_Task directions_. Find the number of lines below in which the word "should" occurs. Write only that number.

_Listed records_.
■ ■ ■ ■ ■ ■ ■

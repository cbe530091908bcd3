//! Error types for parsing

use crate::tree::Position;

/// Errors produced while turning source text into a structural tree
#[derive(Debug, Clone, PartialEq, Eq, thiserror::Error)]
pub enum ParseError {
    /// Grammar could not be loaded into the parser
    #[error("parser initialization failed: {0}")]
    ParserInit(String),

    /// Parser gave up without producing a tree
    #[error("parse failed")]
    ParseFailed,

    /// Source is not valid Python
    #[error("syntax error at {line}:{column}: {message}")]
    SyntaxError {
        /// 1-based line of the offending token
        line: usize,
        /// 1-based byte column of the offending token
        column: usize,
        /// Short description
        message: String,
    },
}

impl ParseError {
    /// Create syntax error at position
    pub fn syntax_error(position: Position, message: impl Into<String>) -> Self {
        Self::SyntaxError {
            line: position.line,
            column: position.column,
            message: message.into(),
        }
    }

    /// Offending position, if the error carries one
    #[must_use]
    pub fn position(&self) -> Option<Position> {
        match self {
            Self::SyntaxError { line, column, .. } => Some(Position {
                line: *line,
                column: *column,
            }),
            Self::ParserInit(_) | Self::ParseFailed => None,
        }
    }
}
//! docweave command line
//!
//! | Command | Description |
//! |---------|-------------|
//! | `docweave snippets <path>` | List functions and classes with their spans and test locations |
//! | `docweave needed-tests <path>` | List tests that should exist but do not |
//! | `docweave document <path>` | Generate and inject missing docstrings |

use anyhow::{Context, Result};
use clap::{Parser, Subcommand};
use docweave_core::{
    DocumentOptions, Engine, EngineConfig, OpenAiGenerator, ScriptedGenerator,
};
use docweave_rewrite::ExistingDocPolicy;
use std::path::{Path, PathBuf};
use tracing_subscriber::layer::SubscriberExt;
use tracing_subscriber::util::SubscriberInitExt;
use tracing_subscriber::{fmt, EnvFilter, Registry};

/// Structural analysis and safe documentation rewriting for Python projects
#[derive(Parser, Debug)]
#[command(name = "docweave")]
#[command(version)]
struct Cli {
    /// Path to configuration file (default: docweave.toml in the current directory)
    #[arg(short, long, global = true)]
    config: Option<PathBuf>,

    /// Project root used for module paths (default: nearest .git, .hg or pyproject.toml)
    #[arg(long, global = true)]
    project_root: Option<PathBuf>,

    /// Emit logs as JSON lines
    #[arg(long, global = true)]
    log_json: bool,

    #[command(subcommand)]
    command: Command,
}

#[derive(Subcommand, Debug)]
enum Command {
    /// List functions and classes below a path
    Snippets {
        /// File or directory
        path: PathBuf,
        /// Output as JSON
        #[arg(long)]
        json: bool,
    },
    /// List tests that should exist but do not
    NeededTests {
        /// File or directory
        path: PathBuf,
        /// Output as JSON
        #[arg(long)]
        json: bool,
    },
    /// Generate and inject missing docstrings
    Document {
        /// File or directory
        path: PathBuf,
        /// Validate rewrites without writing files
        #[arg(long)]
        dry_run: bool,
        /// Replace existing docstrings instead of skipping them
        #[arg(long)]
        replace: bool,
        /// Also document modules
        #[arg(long)]
        modules: bool,
        /// Answer every request with a fixed text instead of calling the endpoint
        #[arg(long, value_name = "PREFIX")]
        offline: Option<String>,
        /// Output the report as JSON
        #[arg(long)]
        json: bool,
    },
}

fn init_logging(json: bool) {
    let filter = EnvFilter::try_from_default_env().unwrap_or_else(|_| EnvFilter::new("docweave=info"));
    let registry = Registry::default().with(filter);
    if json {
        registry.with(fmt::layer().json().with_writer(std::io::stderr)).init();
    } else {
        registry.with(fmt::layer().with_writer(std::io::stderr)).init();
    }
}

fn canonical(path: &Path) -> Result<PathBuf> {
    path.canonicalize()
        .with_context(|| format!("cannot resolve {}", path.display()))
}

#[tokio::main]
async fn main() -> Result<()> {
    let cli = Cli::parse();
    init_logging(cli.log_json);

    let cwd = std::env::current_dir().context("cannot read current directory")?;
    let mut config = EngineConfig::discover(cli.config.as_deref(), &cwd)?;
    if let Some(root) = &cli.project_root {
        config = config.with_project_root(canonical(root)?);
    }

    match cli.command {
        Command::Snippets { path, json } => {
            let engine = Engine::new(config);
            let snippets = engine.snippets(&canonical(&path)?).await?;
            if json {
                println!("{}", serde_json::to_string_pretty(&snippets)?);
            } else {
                for snippet in &snippets {
                    match snippet.test_location() {
                        Some(location) => println!("{snippet} -> {location}"),
                        None => println!("{snippet}"),
                    }
                }
            }
        }
        Command::NeededTests { path, json } => {
            let engine = Engine::new(config);
            let rows = engine.needed_tests(&canonical(&path)?).await?;
            if json {
                println!("{}", serde_json::to_string_pretty(&rows)?);
            } else {
                for row in &rows {
                    println!(
                        "{}::{}  ({}:{} {})",
                        row.module_path,
                        row.identifier,
                        row.file.display(),
                        row.line,
                        row.qualified_path
                    );
                }
            }
        }
        Command::Document {
            path,
            dry_run,
            replace,
            modules,
            offline,
            json,
        } => {
            if replace {
                config = config.with_existing_doc_policy(ExistingDocPolicy::Replace);
            }
            let options = DocumentOptions {
                dry_run,
                include_modules: modules,
            };
            let target = canonical(&path)?;
            let engine = Engine::new(config.clone());

            let report = match offline {
                Some(prefix) => {
                    let generator = ScriptedGenerator::new().with_fallback(prefix);
                    engine.document(&target, &generator, options).await?
                }
                None => {
                    let generator = OpenAiGenerator::from_env(config.generator.clone())?;
                    engine.document(&target, &generator, options).await?
                }
            };

            if json {
                println!("{}", serde_json::to_string_pretty(&report)?);
            } else {
                for entry in &report.documented {
                    println!("documented {}: {}", entry.key, entry.detail);
                }
                for entry in &report.failed {
                    println!("failed     {}: {}", entry.key, entry.detail);
                }
                let verb = if report.dry_run { "would rewrite" } else { "rewrote" };
                println!(
                    "{verb} {} file(s); {} documented, {} skipped, {} failed",
                    report.rewrites.len(),
                    report.documented.len(),
                    report.skipped.len(),
                    report.failed.len()
                );
            }
            if !report.is_clean() {
                std::process::exit(2);
            }
        }
    }
    Ok(())
}
//! docweave Syntax Layer
//!
//! Structural model of Python source built on tree-sitter.
//!
//! # Core Concepts
//!
//! - [`SyntaxTree`]: immutable arena of nodes with index-based parent links
//! - [`NodeKind`]: closed classification of grammar kinds
//! - [`LineSpan`]: inclusive line range of a definition, decorators included
//! - [`ParseError`]: rejection of source that is not valid Python
//!
//! # Example
//!
//! ```rust
//! use docweave_syntax::{definition_span, parse, LineSpan};
//!
//! let tree = parse("@cache\ndef f():\n    return 1\n").unwrap();
//! let f = tree.definitions().next().unwrap();
//!
//! assert_eq!(tree.name(f), Some("f"));
//! assert_eq!(definition_span(&tree, f), LineSpan::new(1, 3));
//! ```

#![warn(missing_docs)]
#![warn(unreachable_pub)]

pub mod error;
pub mod kind;
pub mod parser;
pub mod span;
pub mod text;
pub mod tree;

// Re-exports
pub use error::ParseError;
pub use kind::NodeKind;
pub use parser::{parse, PythonParser};
pub use span::{definition_span, extract_lines, LineSpan};
pub use text::{common_margin, dedent, detect_line_ending, indent, leading_whitespace};
pub use tree::{NodeId, Position, SyntaxNode, SyntaxTree};

/// Version of this crate
pub const VERSION: &str = env!("CARGO_PKG_VERSION");
//! # Stevedore - Component Installer
//!
//! The installer binary around the deterministic `stevedore-core` pipeline.
//!
//! ## Architecture
//!
//! ```text
//! ┌──────────────────────────────────────────────────────────┐
//! │                 apps/stevedore (THE BINARY)              │
//! │                                                          │
//! │  ┌──────────────┐   ┌─────────────┐   ┌──────────────┐   │
//! │  │  TOML config │   │    CLI      │   │  Render API  │   │
//! │  │   (toml)     │   │   (clap)    │   │   (axum)     │   │
//! │  └──────┬───────┘   └──────┬──────┘   └──────┬───────┘   │
//! │         └──────────────────┼─────────────────┘           │
//! │                            ▼                             │
//! │                   ┌────────────────┐                     │
//! │                   │ stevedore-core │                     │
//! │                   │ (THE PIPELINE) │                     │
//! │                   └────────────────┘                     │
//! └──────────────────────────────────────────────────────────┘
//! ```
//!
//! ## Usage
//!
//! ```bash
//! stevedore init
//! stevedore check
//! stevedore render --out-dir manifests --auto-enable
//! stevedore serve --host 0.0.0.0 --port 8080
//! ```

use clap::Parser;
use std::process::ExitCode;
use stevedore::cli;
use tracing_subscriber::{layer::SubscriberExt, util::SubscriberInitExt};

// =============================================================================
// APPLICATION ENTRY POINT
// =============================================================================

#[tokio::main]
async fn main() -> ExitCode {
    // STEVEDORE_LOG_FORMAT=json enables machine-parseable output.
    let log_format = std::env::var("STEVEDORE_LOG_FORMAT").unwrap_or_else(|_| "text".to_string());

    let filter = tracing_subscriber::EnvFilter::try_from_default_env()
        .unwrap_or_else(|_| "stevedore=info,stevedore_core=info,tower_http=debug".into());

    match log_format.as_str() {
        "json" => {
            tracing_subscriber::registry()
                .with(filter)
                .with(tracing_subscriber::fmt::layer().json().with_writer(std::io::stderr))
                .init();
        }
        _ => {
            tracing_subscriber::registry()
                .with(filter)
                .with(tracing_subscriber::fmt::layer().with_writer(std::io::stderr))
                .init();
        }
    }

    let cli = cli::Cli::parse();

    if !cli.quiet && !cli.json_mode {
        print_banner();
    }

    match cli::execute(cli).await {
        Ok(code) => code,
        Err(e) => {
            tracing::error!("Error: {}", e);
            ExitCode::FAILURE
        }
    }
}

/// Print the startup banner.
fn print_banner() {
    println!(
        r#"
  ┌─┐┌┬┐┌─┐┬  ┬┌─┐┌┬┐┌─┐┬─┐┌─┐
  └─┐ │ ├┤ └┐┌┘├┤  │││ │├┬┘├┤
  └─┘ ┴ └─┘ └┘ └─┘─┴┘└─┘┴└─└─┘

  Component Installer v{}
"#,
        env!("CARGO_PKG_VERSION")
    );
}
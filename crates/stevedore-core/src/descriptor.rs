//! # Component Descriptor
//!
//! The data every deployable unit carries, and the [`Component`] trait that
//! exposes the plugin operations the pipeline relies on.

use crate::manifest::{Manifest, ManifestContext};
use crate::registry::Registry;
use crate::settings::ComponentSettings;
use crate::template::{self, TemplateError};
use crate::types::{ComponentKind, LicenseTag, Status};
use serde::{Deserialize, Serialize};

// =============================================================================
// COMPONENT TRAIT
// =============================================================================

/// The plugin protocol of a deployable component.
///
/// The pipeline only ever talks to components through this trait.
pub trait Component {
    /// Stable identifier, unique within a registry.
    fn name(&self) -> &str;

    /// Whether the component takes part in this installer run.
    fn is_enabled(&self) -> bool;

    /// Declared dependencies, by name, in declaration order.
    fn dependencies(&self) -> &[String];

    /// Last observed deployment status.
    fn status(&self) -> &Status;

    /// License feature required to deploy the component.
    fn license_tag(&self) -> &LicenseTag;

    /// Render the component's manifest from a template source.
    ///
    /// `registry` supplies the namespaces of dependencies to the template.
    fn render(&self, template: &str, registry: &Registry) -> Result<Manifest, TemplateError>;
}

// =============================================================================
// DESCRIPTOR
// =============================================================================

fn default_enabled() -> bool {
    true
}

/// Configuration and state of one deployable unit.
///
/// Constructed with any subset of fields set; [`Completion`](crate::Completion)
/// fills the rest.
#[derive(Debug, Clone, PartialEq, Eq, Serialize, Deserialize)]
pub struct ComponentDescriptor {
    pub name: String,
    #[serde(default = "default_enabled")]
    pub enabled: bool,
    /// Target namespace. Empty until completed.
    #[serde(default)]
    pub namespace: String,
    #[serde(default)]
    pub status: Status,
    /// Names of required components, in declaration order, without duplicates.
    #[serde(default)]
    pub dependencies: Vec<String>,
    /// Empty until completed.
    #[serde(default)]
    pub license_tag: LicenseTag,
    pub settings: ComponentSettings,
}

impl ComponentDescriptor {
    /// Create an enabled descriptor with every optional field unset.
    #[must_use]
    pub fn new(name: impl Into<String>, kind: ComponentKind) -> Self {
        Self::with_settings(name, ComponentSettings::empty(kind))
    }

    /// Create an enabled descriptor with explicit settings.
    #[must_use]
    pub fn with_settings(name: impl Into<String>, settings: ComponentSettings) -> Self {
        Self {
            name: name.into(),
            enabled: true,
            namespace: String::new(),
            status: Status::default(),
            dependencies: Vec::new(),
            license_tag: LicenseTag::default(),
            settings,
        }
    }

    /// The component's kind.
    #[must_use]
    pub fn kind(&self) -> ComponentKind {
        self.settings.kind()
    }

    #[must_use]
    pub fn with_namespace(mut self, namespace: impl Into<String>) -> Self {
        self.namespace = namespace.into();
        self
    }

    #[must_use]
    pub fn with_license_tag(mut self, tag: impl Into<String>) -> Self {
        self.license_tag = LicenseTag::new(tag);
        self
    }

    #[must_use]
    pub fn with_status(mut self, status: impl Into<String>) -> Self {
        self.status = Status::new(status);
        self
    }

    #[must_use]
    pub fn with_enabled(mut self, enabled: bool) -> Self {
        self.enabled = enabled;
        self
    }

    #[must_use]
    pub fn disabled(self) -> Self {
        self.with_enabled(false)
    }

    /// Declare a dependency. Declaring the same name twice is a no-op.
    #[must_use]
    pub fn depends_on(mut self, name: impl Into<String>) -> Self {
        self.add_dependency(name);
        self
    }

    /// Declare a dependency in place. Returns `false` if it was already declared.
    pub fn add_dependency(&mut self, name: impl Into<String>) -> bool {
        let name = name.into();
        if self.dependencies.contains(&name) {
            return false;
        }
        self.dependencies.push(name);
        true
    }
}

impl Component for ComponentDescriptor {
    fn name(&self) -> &str {
        &self.name
    }

    fn is_enabled(&self) -> bool {
        self.enabled
    }

    fn dependencies(&self) -> &[String] {
        &self.dependencies
    }

    fn status(&self) -> &Status {
        &self.status
    }

    fn license_tag(&self) -> &LicenseTag {
        &self.license_tag
    }

    fn render(&self, template: &str, registry: &Registry) -> Result<Manifest, TemplateError> {
        let context = ManifestContext::build(self, registry);
        let text = template::render_value(template, context.as_value())?;
        Ok(Manifest::new(&self.name, &self.namespace, text))
    }
}

// =============================================================================
// TESTS
// =============================================================================
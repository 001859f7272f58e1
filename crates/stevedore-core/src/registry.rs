//! # Registry Module
//!
//! Central arena of component descriptors with a by-name index.
//!
//! Dependencies are stored as names and resolved through the index on
//! lookup, so the dependency graph is a lookup structure and never an
//! ownership hierarchy. A dependency naming a component that is not (yet)
//! registered is allowed; the validator reports it as unmet.
//!
//! ## Invariants
//!
//! - Names are unique DNS labels (`[a-z0-9]([-a-z0-9]*[a-z0-9])?`)
//! - Dependency lists hold no duplicates
//! - No component depends on itself
//! - The resolved dependency relation is acyclic
//!
//! Registrations that would break an invariant are rejected and leave the
//! registry unchanged.

use crate::completion::{Completion, DefaultsTable};
use crate::descriptor::{Component, ComponentDescriptor};
use crate::primitives::{MAX_COMPONENTS, MAX_NAME_LENGTH};
use crate::types::{ComponentId, Status, StevedoreError};
use std::collections::{BTreeMap, BTreeSet};

/// Whether `name` is a DNS label: lowercase ASCII alphanumerics and '-',
/// starting and ending with an alphanumeric.
fn is_dns_label(name: &str) -> bool {
    let bytes = name.as_bytes();
    let alnum = |b: &u8| b.is_ascii_lowercase() || b.is_ascii_digit();
    bytes.first().is_some_and(alnum)
        && bytes.last().is_some_and(alnum)
        && bytes.iter().all(|b| alnum(b) || *b == b'-')
}

/// Arena of registered components.
#[derive(Debug, Clone, Default)]
pub struct Registry {
    components: Vec<ComponentDescriptor>,
    index: BTreeMap<String, ComponentId>,
}

impl Registry {
    /// Create an empty registry.
    #[must_use]
    pub fn new() -> Self {
        Self::default()
    }

    /// Build a registry from descriptors, registering them in order.
    pub fn from_descriptors(
        descriptors: impl IntoIterator<Item = ComponentDescriptor>,
    ) -> Result<Self, StevedoreError> {
        let mut registry = Self::new();
        for descriptor in descriptors {
            registry.register(descriptor)?;
        }
        Ok(registry)
    }

    /// Number of registered components.
    #[must_use]
    pub fn len(&self) -> usize {
        self.components.len()
    }

    #[must_use]
    pub fn is_empty(&self) -> bool {
        self.components.is_empty()
    }

    // =========================================================================
    // REGISTRATION
    // =========================================================================

    /// Register a component.
    ///
    /// Rejects names that are not DNS labels, duplicates, self-dependencies
    /// and any registration that would close a dependency cycle. Repeated
    /// dependency names are collapsed to their first occurrence.
    pub fn register(&mut self, mut descriptor: ComponentDescriptor) -> Result<ComponentId, StevedoreError> {
        let name = descriptor.name.clone();

        if name.is_empty() {
            return Err(StevedoreError::InvalidComponent(
                "component name is empty".to_string(),
            ));
        }
        if name.len() > MAX_NAME_LENGTH {
            return Err(StevedoreError::InvalidComponent(format!(
                "component name '{}' exceeds {} characters",
                name, MAX_NAME_LENGTH
            )));
        }
        if !is_dns_label(&name) {
            return Err(StevedoreError::InvalidComponent(format!(
                "component name '{}' must be lowercase alphanumerics and '-', starting and ending with an alphanumeric",
                name
            )));
        }
        if self.index.contains_key(&name) {
            return Err(StevedoreError::DuplicateComponent(name));
        }
        if descriptor.dependencies.iter().any(|dep| *dep == name) {
            return Err(StevedoreError::SelfDependency(name));
        }
        let mut seen = BTreeSet::new();
        descriptor.dependencies.retain(|dep| seen.insert(dep.clone()));
        if self.components.len() >= MAX_COMPONENTS {
            return Err(StevedoreError::RegistryFull(MAX_COMPONENTS));
        }

        let id = ComponentId(self.components.len());
        self.components.push(descriptor);
        self.index.insert(name.clone(), id);

        // The registry was acyclic before, so any new cycle runs through `id`.
        if let Some(cycle) = self.cycle_through(id) {
            self.components.pop();
            self.index.remove(&name);
            return Err(StevedoreError::DependencyCycle(cycle));
        }

        tracing::debug!(component = %name, id = id.index(), "registered component");
        Ok(id)
    }

    /// Find a dependency path from `start` back to itself, as names.
    fn cycle_through(&self, start: ComponentId) -> Option<Vec<String>> {
        let mut visited = BTreeSet::new();
        let mut path = vec![start];
        if self.walk_back_to(start, start, &mut visited, &mut path) {
            return Some(
                path.iter()
                    .map(|id| self.components[id.index()].name.clone())
                    .collect(),
            );
        }
        None
    }

    fn walk_back_to(
        &self,
        current: ComponentId,
        target: ComponentId,
        visited: &mut BTreeSet<ComponentId>,
        path: &mut Vec<ComponentId>,
    ) -> bool {
        for dep in self.resolved_dependencies(current) {
            if dep == target {
                path.push(dep);
                return true;
            }
            if !visited.insert(dep) {
                continue;
            }
            path.push(dep);
            if self.walk_back_to(dep, target, visited, path) {
                return true;
            }
            path.pop();
        }
        false
    }

    // =========================================================================
    // LOOKUP
    // =========================================================================

    /// Get a component by id.
    #[must_use]
    pub fn get(&self, id: ComponentId) -> Option<&ComponentDescriptor> {
        self.components.get(id.index())
    }

    /// Get a component by name.
    #[must_use]
    pub fn get_by_name(&self, name: &str) -> Option<&ComponentDescriptor> {
        self.id_of(name).and_then(|id| self.get(id))
    }

    /// Resolve a name to its id.
    #[must_use]
    pub fn id_of(&self, name: &str) -> Option<ComponentId> {
        self.index.get(name).copied()
    }

    /// Whether a component with this name is registered.
    #[must_use]
    pub fn contains(&self, name: &str) -> bool {
        self.index.contains_key(name)
    }

    /// Iterate components in registration order.
    pub fn iter(&self) -> impl Iterator<Item = (ComponentId, &ComponentDescriptor)> {
        self.components
            .iter()
            .enumerate()
            .map(|(i, d)| (ComponentId(i), d))
    }

    /// Ids of the registered dependencies of a component, in declaration order.
    ///
    /// Dangling dependency names are skipped.
    pub fn resolved_dependencies(&self, id: ComponentId) -> impl Iterator<Item = ComponentId> + '_ {
        self.get(id)
            .into_iter()
            .flat_map(|d| d.dependencies().iter())
            .filter_map(|name| self.id_of(name))
    }

    /// Names of the registered components that declare `name` as a dependency.
    #[must_use]
    pub fn dependents_of(&self, name: &str) -> Vec<&str> {
        self.components
            .iter()
            .filter(|d| d.dependencies().iter().any(|dep| dep == name))
            .map(|d| d.name.as_str())
            .collect()
    }

    // =========================================================================
    // MUTATION
    // =========================================================================

    /// Run default completion over every component.
    pub fn complete_all(&mut self, table: &DefaultsTable) {
        for descriptor in &mut self.components {
            Completion::complete(descriptor, table);
        }
    }

    fn get_mut_by_name(&mut self, name: &str) -> Result<&mut ComponentDescriptor, StevedoreError> {
        let id = self
            .id_of(name)
            .ok_or_else(|| StevedoreError::ComponentNotFound(name.to_string()))?;
        self.components
            .get_mut(id.index())
            .ok_or_else(|| StevedoreError::ComponentNotFound(name.to_string()))
    }

    /// Record the observed deployment status of a component.
    pub fn set_status(&mut self, name: &str, status: Status) -> Result<(), StevedoreError> {
        self.get_mut_by_name(name)?.status = status;
        Ok(())
    }

    /// Enable or disable a component.
    ///
    /// Takes `&mut self`, so enablement cannot change while a pipeline run
    /// holds the registry.
    pub fn set_enabled(&mut self, name: &str, enabled: bool) -> Result<(), StevedoreError> {
        self.get_mut_by_name(name)?.enabled = enabled;
        Ok(())
    }

    /// Transitively enable every registered dependency of a component.
    ///
    /// Returns the names of the components that were switched on, in the
    /// order they were reached. Dangling dependencies cannot be enabled and
    /// stay unmet.
    pub fn enable_dependencies(&mut self, name: &str) -> Result<Vec<String>, StevedoreError> {
        let root = self
            .id_of(name)
            .ok_or_else(|| StevedoreError::ComponentNotFound(name.to_string()))?;

        let mut enabled = Vec::new();
        let mut seen = BTreeSet::from([root]);
        let mut stack: Vec<ComponentId> = self.resolved_dependencies(root).collect();
        stack.reverse();

        while let Some(id) = stack.pop() {
            if !seen.insert(id) {
                continue;
            }
            let mut next: Vec<ComponentId> = self.resolved_dependencies(id).collect();
            next.reverse();
            stack.extend(next);

            if let Some(descriptor) = self.components.get_mut(id.index()) {
                if !descriptor.enabled {
                    descriptor.enabled = true;
                    tracing::info!(component = %descriptor.name, required_by = %name, "auto-enabled dependency");
                    enabled.push(descriptor.name.clone());
                }
            }
        }
        Ok(enabled)
    }

    // =========================================================================
    // ORDERING
    // =========================================================================

    /// All component ids, dependencies before dependents.
    ///
    /// Among components whose dependencies are all placed, the earliest
    /// registered goes first, so the order is fully deterministic.
    #[must_use]
    pub fn dependency_order(&self) -> Vec<ComponentId> {
        let count = self.components.len();
        let mut remaining: Vec<usize> = (0..count)
            .map(|i| self.resolved_dependencies(ComponentId(i)).count())
            .collect();
        let mut dependents: Vec<Vec<ComponentId>> = vec![Vec::new(); count];
        for i in 0..count {
            for dep in self.resolved_dependencies(ComponentId(i)) {
                dependents[dep.index()].push(ComponentId(i));
            }
        }

        let mut ready: BTreeSet<ComponentId> = (0..count)
            .filter(|&i| remaining[i] == 0)
            .map(ComponentId)
            .collect();
        let mut order = Vec::with_capacity(count);

        while let Some(id) = ready.pop_first() {
            order.push(id);
            for &dependent in &dependents[id.index()] {
                let slot = &mut remaining[dependent.index()];
                *slot = slot.saturating_sub(1);
                if *slot == 0 {
                    ready.insert(dependent);
                }
            }
        }
        order
    }
}

// =============================================================================
// TESTS
// =============================================================================
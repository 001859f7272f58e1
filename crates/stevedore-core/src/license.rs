//! # License Gate
//!
//! Entitlement check run before a component may be rendered.
//!
//! The gate only compares membership. It does not issue, store or verify
//! entitlements; the granted feature set comes from outside.

use crate::descriptor::Component;
use crate::types::LicenseTag;
use serde::{Deserialize, Serialize};
use std::collections::BTreeSet;
use std::convert::Infallible;
use std::str::FromStr;

/// The set of license features granted for an installer run.
#[derive(Debug, Clone, PartialEq, Eq, Default, Serialize, Deserialize)]
#[serde(transparent)]
pub struct GrantedFeatures(BTreeSet<LicenseTag>);

impl GrantedFeatures {
    /// No features granted.
    #[must_use]
    pub fn none() -> Self {
        Self::default()
    }

    /// Grant one more feature.
    pub fn grant(&mut self, tag: impl Into<String>) {
        let tag = LicenseTag::new(tag);
        if !tag.is_empty() {
            self.0.insert(tag);
        }
    }

    #[must_use]
    pub fn contains(&self, tag: &LicenseTag) -> bool {
        self.0.contains(tag)
    }

    #[must_use]
    pub fn len(&self) -> usize {
        self.0.len()
    }

    #[must_use]
    pub fn is_empty(&self) -> bool {
        self.0.is_empty()
    }

    /// Granted tags in sorted order.
    pub fn iter(&self) -> impl Iterator<Item = &LicenseTag> {
        self.0.iter()
    }
}

impl<S: Into<String>> FromIterator<S> for GrantedFeatures {
    fn from_iter<I: IntoIterator<Item = S>>(iter: I) -> Self {
        let mut granted = Self::none();
        for tag in iter {
            granted.grant(tag);
        }
        granted
    }
}

/// Parse a comma-separated list such as `"console, gateway"`.
///
/// Whitespace around entries and empty entries are ignored.
impl FromStr for GrantedFeatures {
    type Err = Infallible;

    fn from_str(s: &str) -> Result<Self, Self::Err> {
        Ok(s.split(',').map(str::trim).collect())
    }
}

/// The License Gate.
pub struct LicenseGate;

impl LicenseGate {
    /// Whether a component's license tag is granted.
    ///
    /// Depends on nothing but the tag and the granted set. An empty tag is
    /// never authorized.
    pub fn authorize<C: Component + ?Sized>(component: &C, granted: &GrantedFeatures) -> bool {
        let tag = component.license_tag();
        !tag.is_empty() && granted.contains(tag)
    }
}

■ ■ ■ ■ ■ ■ ■

_Exercise solution_. 2